I know we agreed (well my mom told us no) on large breeds. And Duke being a German Shepherd was for sure not ideal from Mom. But then again dad loved him. And so did Mom did eventually I could tell with his personality that he could not resist being a hero. He was a black bundle of fur and delight.
He helped mom so much with everything. More importantly he gave her the comfort that she lost when Dad was gone. Duke was ten when he got diagnosed with cancer. Like Dad, Duke was taken from us. We were all heartbroken and couldn't bring ourselves to get another pooch to fill the void. A few years later I got Bailey. A beautiful Border Collie.
I suppose many people would get a dog right away. But me I couldn't. Duke's death was still really raw to me. There was no denying that Dad loved Duke more than any of us. Words can't describe the bond. And looking back I think Duke held on as long as he could for Mom and I.
And as I looked at this little fur ball. My own dog and he looked at me with his mischievous eyes I knew I was in a world of trouble. But I agreed and said yes to him. My mother agreed.
"Well what do you think Jennifer?" I looked up at to see beautiful blue eyes looking at me. I froze. I couldn't believe she was smiling at me. Then it hit me. She was the one I met at the queer boardgames night.
"My mom and I will take him home." "Great! Mom can take care of the paperwork while I ask you a few questions." My mother gave her a strange look. I just shrugged and when she left Jennifer kissed me quickly on the lips.
"I wanted to do that to you that night, but you ran off. I couldn't get your number and I thought I would never see you again. And here you are." "You can have my number now." said I grinning. She laughed and we exchanged numbers.
What a day. I got a dog to fill the puppy void and I got to meet the woman who got away. O I really hope this works out!!
Sure enough it did. I was so relieved. Bailey, turned out to be the crazy mischief I thought she would be. But my mom was beaming. And to her Bailey could do no wrong. You know how they always say "Blame the dog." Yes well instead of the dog being blamed it was me. "O just blame Judy." Just great.
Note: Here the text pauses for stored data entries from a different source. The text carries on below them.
// SPDX-License-Identifier: BUSL-1.1
// Copyright (c) 2026 Alfred Jean LLC

use super::*;
use crate::service::{
    submit_job, JobDoneNotification, JobFailedNotification, JobSubmission, ServiceArgs,
};
use gantry_core::{
    Action, ActionKind, ActionState, CompoundJob, FailureCause, HostName, JobState,
    ParallelModel, PayloadMap,
};
use gantry_kernel::{Kernel, KernelConfig, KernelError, Platform};
use std::cell::Cell;
use std::rc::Rc;

fn kernel() -> Kernel {
    // Scenario platform: Host1 at 1 f/s, Host2 at 1 Gf/s, 4 cores each.
    let platform = Platform::builder()
        .host("Host1", "1f", 4, "16GB")
        .host("Host2", "1Gf", 4, "16GB")
        .host("Head", "1Gf", 2, "4GB")
        .link("l1", "1GBps", "0s")
        .route("Head", "Host1", &["l1"])
        .route("Head", "Host2", &["l1"])
        .route("Host1", "Host2", &["l1"])
        .build()
        .unwrap();
    Kernel::new(platform, KernelConfig::default())
}

fn service(k: &Kernel) -> Rc<BareMetalComputeService> {
    let svc = BareMetalComputeService::new(
        k,
        "bm1",
        "Head",
        &["Host1", "Host2"],
        Rc::new(|_| None),
        Rc::new(|_| None),
        None,
        PayloadMap::new(),
    )
    .unwrap();
    svc.start().unwrap();
    svc
}

fn compute_action(name: &str, flops: f64, min: u32, max: u32) -> Action {
    Action::new(name, ActionKind::Compute { flops, model: ParallelModel::PERFECT })
        .with_resources(min, max, 0)
}

/// Two bound tasks across heterogeneous hosts.
#[test]
fn bound_tasks_on_heterogeneous_hosts() {
    let k = kernel();
    let svc = service(&k);
    let ep = svc.endpoint();

    let job = CompoundJob::new("two-tasks");
    {
        let mut j = job.borrow_mut();
        j.add_action(compute_action("t1", 60.0, 3, 3)).unwrap();
        j.add_action(compute_action("t2", 6e10, 2, 2)).unwrap();
    }
    let args = ServiceArgs::from_pairs([("t1", "Host1:3"), ("t2", "Host2:2")]);

    let idle_at_1 = Rc::new(Cell::new((0u32, 0u32, 0u32)));
    let i2 = idle_at_1.clone();
    let svc2 = svc.clone();
    let job2 = job.clone();
    k.spawn("controller", &HostName::new("Head"), false, move |ctx| async move {
        let notify = ctx.create_commport("events")?;
        let submission =
            JobSubmission::new(job2.clone(), notify.clone()).with_args(args);
        submit_job(&ctx, &ep, submission).await.map_err(KernelError::from)?;

        ctx.sleep(1.0).await?;
        let idle = svc2.idle_cores();
        i2.set((
            idle[&HostName::new("Host1")],
            idle[&HostName::new("Host2")],
            svc2.total_idle_core_count(),
        ));

        let done = ctx.expect::<JobDoneNotification>(&notify).await?;
        assert_eq!(done.job.borrow().state(), JobState::Completed);
        Ok(())
    })
    .unwrap();
    k.run().unwrap();

    assert_eq!(idle_at_1.get(), (1, 2, 3), "idle cores at t=1");
    let j = job.borrow();
    // t1: 60 flops on 3 cores at 1 f/s = 20 s; t2: 6e10 on 2 at 1 Gf/s = 30 s
    let t1 = j.action_index("t1").unwrap();
    let t2 = j.action_index("t2").unwrap();
    assert_eq!(j.action(t1).end_date(), Some(20.0));
    assert_eq!(j.action(t2).end_date(), Some(30.0));
    assert_eq!(svc.total_idle_core_count(), 8, "all reservations released");
}

#[test]
fn impossible_requests_are_rejected_at_submission() {
    let k = kernel();
    let svc = service(&k);
    let ep = svc.endpoint();
    let job = CompoundJob::new("too-big");
    job.borrow_mut().add_action(compute_action("huge", 1.0, 16, 16)).unwrap();

    let saw = Rc::new(Cell::new(false));
    let s2 = saw.clone();
    k.spawn("controller", &HostName::new("Head"), false, move |ctx| async move {
        let notify = ctx.create_commport("events")?;
        let err = submit_job(&ctx, &ep, JobSubmission::new(job.clone(), notify))
            .await
            .unwrap_err();
        s2.set(matches!(err, FailureCause::NotEnoughComputeResources { .. }));
        Ok(())
    })
    .unwrap();
    k.run().unwrap();
    assert!(saw.get());
}

#[test]
fn pilot_jobs_are_not_supported() {
    let k = kernel();
    let svc = service(&k);
    let ep = svc.endpoint();
    let job = CompoundJob::new("pilot");

    k.spawn("controller", &HostName::new("Head"), false, move |ctx| async move {
        let notify = ctx.create_commport("events")?;
        let mut submission = JobSubmission::new(job.clone(), notify);
        submission.pilot = true;
        let err = submit_job(&ctx, &ep, submission).await.unwrap_err();
        assert!(matches!(err, FailureCause::JobTypeNotSupported { .. }));
        Ok(())
    })
    .unwrap();
    k.run().unwrap();
}

/// A feasible action blocks at READY while the host is full, then runs.
#[test]
fn transiently_full_hosts_block_at_ready() {
    let k = kernel();
    let svc = BareMetalComputeService::new(
        &k,
        "bm-one",
        "Head",
        &["Host2"],
        Rc::new(|_| None),
        Rc::new(|_| None),
        None,
        PayloadMap::new(),
    )
    .unwrap();
    svc.start().unwrap();
    let ep = svc.endpoint();

    let job = CompoundJob::new("queue");
    {
        let mut j = job.borrow_mut();
        // Three whole-host actions on a single 4-core host: strictly
        // serial, one second each.
        j.add_action(compute_action("a", 4e9, 4, 4)).unwrap();
        j.add_action(compute_action("b", 4e9, 4, 4)).unwrap();
        j.add_action(compute_action("c", 4e9, 4, 4)).unwrap();
    }
    let job2 = job.clone();
    k.spawn("controller", &HostName::new("Head"), false, move |ctx| async move {
        let notify = ctx.create_commport("events")?;
        submit_job(&ctx, &ep, JobSubmission::new(job2.clone(), notify.clone()))
            .await
            .map_err(KernelError::from)?;
        ctx.expect::<JobDoneNotification>(&notify).await?;
        Ok(())
    })
    .unwrap();
    k.run().unwrap();
    assert_eq!(job.borrow().state(), JobState::Completed);
    let mut ends: Vec<f64> =
        (0..3).filter_map(|i| job.borrow().action(i).end_date()).collect();
    ends.sort_by(f64::total_cmp);
    assert_eq!(ends, vec![1.0, 2.0, 3.0]);
}

#[test]
fn action_failure_fails_dependents_and_the_job() {
    let k = kernel();
    let svc = service(&k);
    let ep = svc.endpoint();

    let job = CompoundJob::new("doomed");
    {
        let mut j = job.borrow_mut();
        let bad = j
            .add_action(Action::new(
                "bad-read",
                ActionKind::FileRead {
                    location: gantry_core::Location::at_root(
                        "ghost",
                        gantry_core::File::new("f", 10),
                    ),
                    num_bytes: None,
                },
            ))
            .unwrap();
        let child = j.add_action(compute_action("after", 1e9, 1, 1)).unwrap();
        j.add_dependency(bad, child).unwrap();
    }
    let job2 = job.clone();
    let cause = Rc::new(Cell::new(false));
    let c2 = cause.clone();
    k.spawn("controller", &HostName::new("Head"), false, move |ctx| async move {
        let notify = ctx.create_commport("events")?;
        submit_job(&ctx, &ep, JobSubmission::new(job2.clone(), notify.clone()))
            .await
            .map_err(KernelError::from)?;
        let failed = ctx.expect::<JobFailedNotification>(&notify).await?;
        c2.set(matches!(failed.cause, FailureCause::ServiceDown { .. }));
        Ok(())
    })
    .unwrap();
    k.run().unwrap();
    let j = job.borrow();
    assert_eq!(j.state(), JobState::Discontinued);
    assert_eq!(j.action(1).state(), ActionState::Failed, "dependent failed too");
    assert!(cause.get());
}

#[test]
fn overheads_delay_dispatch_and_notification() {
    let k = kernel();
    let svc = service(&k);
    let ep = svc.endpoint();

    let job = CompoundJob::new("padded");
    {
        let mut j = job.borrow_mut();
        j.add_action(Action::new("nap", ActionKind::Sleep { duration: 1.0 })).unwrap();
        j.set_overheads(2.0, 3.0);
    }
    let job2 = job.clone();
    k.spawn("controller", &HostName::new("Head"), false, move |ctx| async move {
        let notify = ctx.create_commport("events")?;
        submit_job(&ctx, &ep, JobSubmission::new(job2, notify.clone()))
            .await
            .map_err(KernelError::from)?;
        ctx.expect::<JobDoneNotification>(&notify).await?;
        // 2 s pre + 1 s sleep + 3 s post (plus negligible latency)
        assert!((6.0..6.01).contains(&ctx.now()), "got {}", ctx.now());
        Ok(())
    })
    .unwrap();
    k.run().unwrap();
}

#[test]
fn terminate_kills_running_work() {
    let k = kernel();
    let svc = service(&k);
    let ep = svc.endpoint();

    let job = CompoundJob::new("victim");
    job.borrow_mut().add_action(compute_action("long", 4e12, 2, 2)).unwrap();
    let job2 = job.clone();
    let svc2 = svc.clone();
    k.spawn("controller", &HostName::new("Head"), false, move |ctx| async move {
        let notify = ctx.create_commport("events")?;
        submit_job(&ctx, &ep, JobSubmission::new(job2.clone(), notify))
            .await
            .map_err(KernelError::from)?;
        ctx.sleep(5.0).await?;
        crate::service::terminate_job(&ctx, &ep, &job2).await.map_err(KernelError::from)?;
        assert_eq!(job2.borrow().state(), JobState::Discontinued);
        assert_eq!(svc2.total_idle_core_count(), 8, "reservation released");
        Ok(())
    })
    .unwrap();
    k.run().unwrap();
    assert_eq!(job.borrow().action(0).state(), ActionState::Killed);
}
I will never forget that day Bailey went missing. We were playing in the dog park. Mom was watching Bailey with her friends and I had gone to fill her water bowl at the the fountain when I heard my mom panicking.
Bailey and her friend Tabby were gone.
I filed a report at the police and the shelter. Even Jennifer helped to create posters and we put them all around. Word spread. It was a tough year. I thought we would never find those two again.
It was a sunny morning on a a Saturday. I was too upset to get out of bed. I felt an urge to do so. reluctantly I did. I went to check on my mom. She was absolutely distraught and I could tell she hasn't eaten. All that pain and loss was overwhelming her and I could see her drowning. I called Jen and she took us out to brunch and to a beach.
We walked along the water -the same beach we'd take Bailey. Jen's phone rang. It was about Bailey, They found her. Her and all the dogs that were missing. The police had managed to track them down after several people reported a man acting suspiciously by an abandoned barn just outside our home town.
We rushed to the station and there was Bailey. She looked at us and immediately knew who we were. She threw herself on us and showered us with kisses.
Jen, forgetting herself, embraced me and we kissed. I froze for a moment. Mom didn't care.
"I knew about the two of you from the beginning." She said laughing as Bailey kept kissing her. We all laughed.